In fact, about one in five visits to an in-network emergency room results in a "surprise" out-of-network bill that can drive up the cost by thousands. These bills happen when an out-of-network provider is unexpectedly involved in a patient's care.
(It's unexpected for the patient, but as you'll see, not for the hospital in many cases.)
These out-of-network doctors then ask for large fees that aren't covered by insurance.
This happened to me about ten years ago when I went into surgery to have a procedure on my foot. I was told the cost would be around $1200 after insurance. But a few weeks later, I got a bill for $2200. Evidently, the anesthesiologist was out of network.
Funny thing is that no one told me that at the time. Wouldn't it have been fair for someone to let me know the bill was about to double? As a patient, shouldn't I have the right to refuse service if it's going to cost me $1,000 more than I was quoted? If you went to get your car fixed and they quoted you one price, then billed you for double, you can sue them.
What's worse is that a lot of companies practice this type of billing on purpose. According to The New York Times, "Some private-equity firms have turned this kind of billing into a robust business model, buying emergency room doctor groups and moving the providers out of network so they could bill larger fees."
Surprisingly, Congress actually stepped up to the healthcare industry on Monday by passing the massive $900 billion, 5,600-page coronavirus relief package. Included in the bill was a law that makes "surprise" billing illegal for doctors, hospitals, and air ambulances, though not ground ambulances.
It's believed that President Trump will sign the bill into law sometime this week.
More than a dozen states, including texas and California, have passed similar bills banning this practice in one form or another.

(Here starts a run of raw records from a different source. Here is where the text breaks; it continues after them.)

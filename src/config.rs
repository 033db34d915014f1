//! Environment-driven run configuration.
//!
//! Credentials and the index address have no defaults: their absence is a
//! configuration error raised before any stage runs. Everything else falls
//! back to the documented defaults.

use std::env;
use std::path::PathBuf;

use crate::types::{IngestError, Result};

pub const DEFAULT_CHUNK_SIZE: usize = 800;
pub const DEFAULT_CHUNK_OVERLAP: usize = 150;
pub const DEFAULT_EMBEDDING_MODEL: &str = "text-embedding-3-small";
pub const DEFAULT_EMBEDDING_DIMENSIONS: usize = 512;
pub const DEFAULT_EMBEDDING_BATCH_SIZE: usize = 100;
pub const DEFAULT_UPSERT_BATCH_SIZE: usize = 100;
pub const DEFAULT_OPENAI_BASE_URL: &str = "https://api.openai.com/v1";
pub const DEFAULT_PDF_PATH: &str = "NextGen-User Manual.pdf";

#[derive(Debug, Clone)]
pub struct RunConfig {
    pub pdf_path: PathBuf,
    pub chunk_size: usize,
    pub chunk_overlap: usize,
    pub openai_api_key: String,
    pub openai_base_url: String,
    pub embedding_model: String,
    pub embedding_dimensions: usize,
    pub embedding_batch_size: usize,
    pub pinecone_api_key: String,
    /// Data-plane URL of the target index; stands in for the index name.
    pub pinecone_index_host: String,
    pub upsert_batch_size: usize,
}

impl RunConfig {
    /// Loads configuration from the environment (and a `.env` file if one is
    /// present).
    pub fn from_env() -> Result<Self> {
        dotenvy::dotenv().ok();

        Ok(Self {
            pdf_path: env::var("MANUAL_PDF_PATH")
                .map(PathBuf::from)
                .unwrap_or_else(|_| PathBuf::from(DEFAULT_PDF_PATH)),
            chunk_size: parse_var("CHUNK_SIZE", DEFAULT_CHUNK_SIZE)?,
            chunk_overlap: parse_var("CHUNK_OVERLAP", DEFAULT_CHUNK_OVERLAP)?,
            openai_api_key: require("OPENAI_API_KEY")?,
            openai_base_url: env::var("OPENAI_BASE_URL")
                .unwrap_or_else(|_| DEFAULT_OPENAI_BASE_URL.to_string()),
            embedding_model: env::var("EMBEDDING_MODEL")
                .unwrap_or_else(|_| DEFAULT_EMBEDDING_MODEL.to_string()),
            embedding_dimensions: parse_var("EMBEDDING_DIMENSIONS", DEFAULT_EMBEDDING_DIMENSIONS)?,
            embedding_batch_size: parse_var("EMBEDDING_BATCH_SIZE", DEFAULT_EMBEDDING_BATCH_SIZE)?,
            pinecone_api_key: require("PINECONE_API_KEY")?,
            pinecone_index_host: require("PINECONE_INDEX_HOST")?,
            upsert_batch_size: parse_var("UPSERT_BATCH_SIZE", DEFAULT_UPSERT_BATCH_SIZE)?,
        })
    }
}

fn require(name: &str) -> Result<String> {
    env::var(name)
        .ok()
        .filter(|value| !value.trim().is_empty())
        .ok_or_else(|| IngestError::Config(format!("missing required environment variable {name}")))
}

fn parse_var(name: &str, default: usize) -> Result<usize> {
    match env::var(name) {
        Ok(raw) => raw
            .trim()
            .parse::<usize>()
            .ok()
            .filter(|value| *value > 0)
            .ok_or_else(|| {
                IngestError::Config(format!("{name} must be a positive integer, got '{raw}'"))
            }),
        Err(_) => Ok(default),
    }
}
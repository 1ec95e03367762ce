//! Shared value types for the vehicles workspace.

pub mod location;
pub mod types;
pub mod vehicle;

pub use location::{Address, Coordinates, Location};
pub use types::VehicleId;
pub use vehicle::{Condition, Details, Manufacturer, UnknownCondition};
//! Maps service trait and in-memory implementation.

use std::sync::{Arc, RwLock};

use async_trait::async_trait;
use common::{Address, Location};

use crate::error::ClientError;

/// Trait for reverse geocoding operations.
#[async_trait]
pub trait MapsClient: Send + Sync {
    /// Returns a copy of `location` with its street address resolved.
    async fn get_address(&self, location: Location) -> Result<Location, ClientError>;
}

#[derive(Debug)]
struct InMemoryMapsState {
    address: Address,
    lookups: usize,
    fail_on_lookup: bool,
}

impl Default for InMemoryMapsState {
    fn default() -> Self {
        Self {
            address: Address::new("777 Brockton Avenue", "Abington", "MA", "2351"),
            lookups: 0,
            fail_on_lookup: false,
        }
    }
}

/// In-memory maps service for testing.
///
/// Resolves every location to the same configurable address.
#[derive(Debug, Clone, Default)]
pub struct InMemoryMapsClient {
    state: Arc<RwLock<InMemoryMapsState>>,
}

impl InMemoryMapsClient {
    /// Creates a new in-memory maps service.
    pub fn new() -> Self {
        Self::default()
    }

    /// Sets the address returned by subsequent lookups.
    pub fn set_address(&self, address: Address) {
        self.state.write().unwrap().address = address;
    }

    /// Configures the service to fail every lookup.
    pub fn set_fail_on_lookup(&self, fail: bool) {
        self.state.write().unwrap().fail_on_lookup = fail;
    }

    /// Returns the number of lookups served.
    pub fn lookup_count(&self) -> usize {
        self.state.read().unwrap().lookups
    }
}

#[async_trait]
impl MapsClient for InMemoryMapsClient {
    async fn get_address(&self, location: Location) -> Result<Location, ClientError> {
        let mut state = self.state.write().unwrap();

        if state.fail_on_lookup {
            return Err(ClientError::Maps("Maps service unavailable".to_string()));
        }

        state.lookups += 1;
        Ok(location.with_address(state.address.clone()))
    }
}
pub mod config;
pub mod error;
pub mod memory;
pub mod postgres;
pub mod record;
pub mod store;

pub use common::VehicleId;
pub use config::StoreConfig;
pub use error::{Result, StoreError};
pub use memory::InMemoryVehicleStore;
pub use postgres::PostgresVehicleStore;
pub use record::VehicleRecord;
pub use store::{VehicleStore, VehicleStoreExt};
//! Domain error types.

use clients::ClientError;
use common::VehicleId;
use thiserror::Error;
use vehicle_store::StoreError;

/// Errors that can occur during vehicle operations.
#[derive(Debug, Error)]
pub enum VehicleError {
    /// No vehicle is stored under the requested id.
    #[error("Vehicle not found: {0}")]
    NotFound(VehicleId),

    /// The submitted price is not an integer amount.
    #[error("Invalid price value: {value:?}")]
    InvalidPrice { value: String },

    /// An error occurred in the vehicle store.
    #[error("Vehicle store error: {0}")]
    Store(#[from] StoreError),

    /// An error occurred in the pricing or maps service.
    #[error("Service client error: {0}")]
    Client(#[from] ClientError),
}

/// Convenience type alias for vehicle operation results.
pub type Result<T> = std::result::Result<T, VehicleError>;
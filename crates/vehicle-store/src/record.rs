use chrono::{DateTime, Utc};
use common::{Condition, Coordinates, Details};
use serde::{Deserialize, Serialize};

use crate::VehicleId;

/// The durable part of a vehicle.
///
/// Price and street address are not part of the record. Both are owned by external
/// services and are fetched again on every read.
#[derive(Debug, Clone, PartialEq, Serialize, Deserialize)]
pub struct VehicleRecord {
    /// Store-assigned key; `None` until the record is first saved.
    pub id: Option<VehicleId>,
    /// Set by the store on first insert.
    pub created_at: Option<DateTime<Utc>>,
    /// Set by the store on every save.
    pub modified_at: Option<DateTime<Utc>>,
    pub details: Details,
    pub condition: Condition,
    pub coordinates: Coordinates,
}

impl VehicleRecord {
    /// Creates an unsaved record.
    pub fn new(details: Details, condition: Condition, coordinates: Coordinates) -> Self {
        Self {
            id: None,
            created_at: None,
            modified_at: None,
            details,
            condition,
            coordinates,
        }
    }

    /// Returns true once the store has assigned an id.
    pub fn is_persisted(&self) -> bool {
        self.id.is_some()
    }
}
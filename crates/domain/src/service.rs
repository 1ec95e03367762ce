//! Vehicle service: CRUD over the vehicle store, enriched by the pricing and maps
//! services.

use clients::{MapsClient, PriceClient, PriceRecord};
use common::VehicleId;
use vehicle_store::{StoreError, VehicleRecord, VehicleStore};

use crate::error::{Result, VehicleError};
use crate::vehicle::Vehicle;

/// Service for managing vehicles.
///
/// Stored records never hold a price or a street address. Every read fetches both
/// again: the price from the pricing service, the address from the maps service.
/// Every write records the submitted price with the pricing service.
///
/// The service keeps no state of its own; all calls are awaited one after another and
/// any store or client failure is returned to the caller unchanged.
pub struct VehicleService<S, P, M>
where
    S: VehicleStore,
    P: PriceClient,
    M: MapsClient,
{
    store: S,
    prices: P,
    maps: M,
}

impl<S, P, M> VehicleService<S, P, M>
where
    S: VehicleStore,
    P: PriceClient,
    M: MapsClient,
{
    /// Creates a new vehicle service.
    pub fn new(store: S, prices: P, maps: M) -> Self {
        Self {
            store,
            prices,
            maps,
        }
    }

    /// Returns a reference to the underlying vehicle store.
    pub fn store(&self) -> &S {
        &self.store
    }

    /// Lists every stored vehicle with a fresh price and address.
    #[tracing::instrument(skip(self))]
    pub async fn list(&self) -> Result<Vec<Vehicle>> {
        let records = self.store.find_all().await?;

        let mut vehicles = Vec::with_capacity(records.len());
        for record in records {
            let id = record.id.ok_or(StoreError::MissingId)?;
            vehicles.push(self.enrich(id, record).await?);
        }

        tracing::debug!(count = vehicles.len(), "vehicles listed");
        Ok(vehicles)
    }

    /// Gets a vehicle by id with a fresh price and address.
    #[tracing::instrument(skip(self))]
    pub async fn find_by_id(&self, id: VehicleId) -> Result<Vehicle> {
        let record = self.load(id).await?;
        self.enrich(id, record).await
    }

    /// Creates or updates a vehicle depending on whether it carries an id.
    ///
    /// Update: the submitted price is recorded first, then `details`, `location` and
    /// `condition` are copied onto the stored record. An unparseable price therefore
    /// leaves the stored vehicle untouched.
    ///
    /// Create: the vehicle is stored first to obtain its id, then its price is recorded
    /// under that id.
    #[tracing::instrument(skip(self, vehicle), fields(vehicle_id = ?vehicle.id))]
    pub async fn save(&self, vehicle: Vehicle) -> Result<Vehicle> {
        match vehicle.id {
            Some(id) => self.update(id, vehicle).await,
            None => self.create(vehicle).await,
        }
    }

    /// Parses `price` as an integer amount and records it for `vehicle_id` in the
    /// default currency, replacing any previous price.
    #[tracing::instrument(skip(self))]
    pub async fn save_price(&self, price: Option<&str>, vehicle_id: VehicleId) -> Result<()> {
        let amount = parse_price(price).inspect_err(|_| {
            metrics::counter!("vehicle_price_rejected_total").increment(1);
        })?;

        self.prices
            .save_price(PriceRecord::usd(amount, vehicle_id))
            .await?;
        Ok(())
    }

    /// Deletes a vehicle and its price.
    ///
    /// The price goes first. The two deletions are independent, so a failure in
    /// between leaves a price without a vehicle.
    #[tracing::instrument(skip(self))]
    pub async fn delete(&self, id: VehicleId) -> Result<()> {
        let record = self.load(id).await?;

        self.prices.delete_price(id).await?;
        self.store.delete(&record).await?;

        metrics::counter!("vehicles_deleted_total").increment(1);
        tracing::info!(vehicle_id = %id, "vehicle deleted");
        Ok(())
    }

    async fn update(&self, id: VehicleId, vehicle: Vehicle) -> Result<Vehicle> {
        self.save_price(vehicle.price.as_deref(), id).await?;

        let mut existing = self.load(id).await?;
        existing.details = vehicle.details;
        existing.coordinates = vehicle.location.coordinates();
        existing.condition = vehicle.condition;

        let saved = self.store.save(existing).await?;
        metrics::counter!("vehicles_saved_total", "path" => "update").increment(1);
        tracing::info!(vehicle_id = %id, "vehicle updated");

        let mut updated = Vehicle::from(saved);
        updated.location = vehicle.location;
        Ok(updated)
    }

    async fn create(&self, vehicle: Vehicle) -> Result<Vehicle> {
        let saved = self.store.save(vehicle.to_record()).await?;
        let id = saved.id.ok_or(StoreError::MissingId)?;

        self.save_price(vehicle.price.as_deref(), id).await?;
        metrics::counter!("vehicles_saved_total", "path" => "create").increment(1);
        tracing::info!(vehicle_id = %id, "vehicle created");

        let mut created = Vehicle::from(saved);
        created.location = vehicle.location;
        created.price = vehicle.price;
        Ok(created)
    }

    async fn load(&self, id: VehicleId) -> Result<VehicleRecord> {
        self.store
            .find_by_id(id)
            .await?
            .ok_or(VehicleError::NotFound(id))
    }

    /// Overwrites the transient fields of a stored record with fresh values.
    async fn enrich(&self, id: VehicleId, record: VehicleRecord) -> Result<Vehicle> {
        let started = std::time::Instant::now();

        let mut vehicle = Vehicle::from(record);
        vehicle.price = Some(self.prices.get_price(id).await?);
        vehicle.location = self.maps.get_address(vehicle.location).await?;

        metrics::histogram!("vehicle_enrichment_duration_seconds")
            .record(started.elapsed().as_secs_f64());
        Ok(vehicle)
    }
}

fn parse_price(price: Option<&str>) -> Result<i64> {
    let value = price.unwrap_or_default();
    value.parse().map_err(|_| VehicleError::InvalidPrice {
        value: value.to_string(),
    })
}

#[cfg(test)]
mod tests {
    use super::*;
    use clients::{InMemoryMapsClient, InMemoryPriceClient};
    use common::{Condition, Details, Location, Manufacturer};
    use vehicle_store::InMemoryVehicleStore;

    type TestService =
        VehicleService<InMemoryVehicleStore, InMemoryPriceClient, InMemoryMapsClient>;

    fn create_service() -> (TestService, InMemoryPriceClient) {
        let prices = InMemoryPriceClient::new();
        let service = VehicleService::new(
            InMemoryVehicleStore::new(),
            prices.clone(),
            InMemoryMapsClient::new(),
        );
        (service, prices)
    }

    fn new_vehicle(price: &str) -> Vehicle {
        Vehicle::new(
            Details::new("sedan", "Impala", Manufacturer::new(101, "Chevrolet")),
            Condition::Used,
            Location::new(40.73, -73.99),
        )
        .with_price(price)
    }

    #[test]
    fn test_parse_price_accepts_integers() {
        assert_eq!(parse_price(Some("15000")).unwrap(), 15000);
        assert_eq!(parse_price(Some("+12")).unwrap(), 12);
        assert_eq!(parse_price(Some("-3")).unwrap(), -3);
    }

    #[test]
    fn test_parse_price_rejects_non_integers() {
        for bad in ["abc", "12.50", " 100", "", "99999999999999999999"] {
            let err = parse_price(Some(bad)).unwrap_err();
            assert!(
                matches!(&err, VehicleError::InvalidPrice { value } if value == bad),
                "{bad:?} should be rejected"
            );
        }
    }

    #[test]
    fn test_parse_price_rejects_missing_price() {
        assert!(matches!(
            parse_price(None),
            Err(VehicleError::InvalidPrice { .. })
        ));
    }

    #[tokio::test]
    async fn test_create_assigns_id_and_records_price() {
        let (service, prices) = create_service();

        let created = service.save(new_vehicle("15000")).await.unwrap();

        assert_eq!(created.id, Some(VehicleId::new(1)));
        assert_eq!(created.price.as_deref(), Some("15000"));
        let price = prices.price_for(VehicleId::new(1)).unwrap();
        assert_eq!(price.currency, "USD");
        assert_eq!(price.display_amount(), "15000");
    }

    #[tokio::test]
    async fn test_find_by_id_enriches() {
        let (service, _) = create_service();
        service.save(new_vehicle("15000")).await.unwrap();

        let vehicle = service.find_by_id(VehicleId::new(1)).await.unwrap();

        assert_eq!(vehicle.price.as_deref(), Some("15000"));
        assert!(vehicle.location.address.is_some());
    }

    #[tokio::test]
    async fn test_find_by_id_missing() {
        let (service, _) = create_service();

        let err = service.find_by_id(VehicleId::new(1)).await.unwrap_err();
        assert!(matches!(err, VehicleError::NotFound(id) if id == VehicleId::new(1)));
    }

    #[tokio::test]
    async fn test_update_rejects_bad_price_without_mutation() {
        let (service, _) = create_service();
        service.save(new_vehicle("15000")).await.unwrap();

        let mut change = new_vehicle("abc").with_id(VehicleId::new(1));
        change.condition = Condition::New;
        let err = service.save(change).await.unwrap_err();

        assert!(matches!(err, VehicleError::InvalidPrice { .. }));
        let stored = service.find_by_id(VehicleId::new(1)).await.unwrap();
        assert_eq!(stored.condition, Condition::Used);
        assert_eq!(stored.price.as_deref(), Some("15000"));
    }

    #[tokio::test]
    async fn test_delete_removes_vehicle_and_price() {
        let (service, prices) = create_service();
        service.save(new_vehicle("15000")).await.unwrap();

        service.delete(VehicleId::new(1)).await.unwrap();

        assert!(prices.price_for(VehicleId::new(1)).is_none());
        assert!(matches!(
            service.find_by_id(VehicleId::new(1)).await,
            Err(VehicleError::NotFound(_))
        ));
    }
}
use serde::{Deserialize, Serialize};

/// Identifier of a stored vehicle.
///
/// Assigned by the vehicle store on first insert and never changed afterwards.
#[derive(Debug, Clone, Copy, PartialEq, Eq, PartialOrd, Ord, Hash, Serialize, Deserialize)]
#[serde(transparent)]
pub struct VehicleId(i64);

impl VehicleId {
    /// Wraps a raw store key.
    pub fn new(id: i64) -> Self {
        Self(id)
    }

    /// Returns the raw store key.
    pub fn as_i64(&self) -> i64 {
        self.0
    }

    /// Returns the id following this one, or `None` at the end of the id space.
    pub fn next(&self) -> Option<Self> {
        self.0.checked_add(1).map(Self)
    }
}

impl std::fmt::Display for VehicleId {
    fn fmt(&self, f: &mut std::fmt::Formatter<'_>) -> std::fmt::Result {
        write!(f, "{}", self.0)
    }
}

impl From<i64> for VehicleId {
    fn from(id: i64) -> Self {
        Self(id)
    }
}

impl From<VehicleId> for i64 {
    fn from(id: VehicleId) -> Self {
        id.0
    }
}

Congress tried to pass this legislation in December, but a last-minute influx of money from private-equity forms and healthcare lobbyists scuttled the deal.
Even though it was a bipartisan issue with the support of 80% of Americans, lobbyists still made it tough to pass.
"There were a lot of things working in the legislation's favor — it's a relatively targeted problem, it resonates very well with voters, and it's not a hyperpartisan issue among voters or Congress — and it was still tough," said Benedic Ippolito, a resident scholar at the American Enterprise Institute, told the New York Times.
"It has almost everything going for it, and yet it was still this complete slog," he added.
"This was a real victory for American people against moneyed interests," said Frederick Isasi, executive director of Families USA. "This really was about Congress recognizing in a bipartisan way the obscenity of families who were paying insurance still having financial bombs going off."
Now, after the legislation passes, insurers and medical providers will have to agree on a payment rate for out-of-network services that is a fair amount based on what other hospitals and doctors normally charge. If they don't agree, they'll be sent to arbitration.
The legislation is a big win for consumers who will now be able to visit the emergency room without unknowingly being caught in a billing trap. However, we shouldn't celebrate the fact we're now protected from predatory practices that shouldn't have been legal in the first place.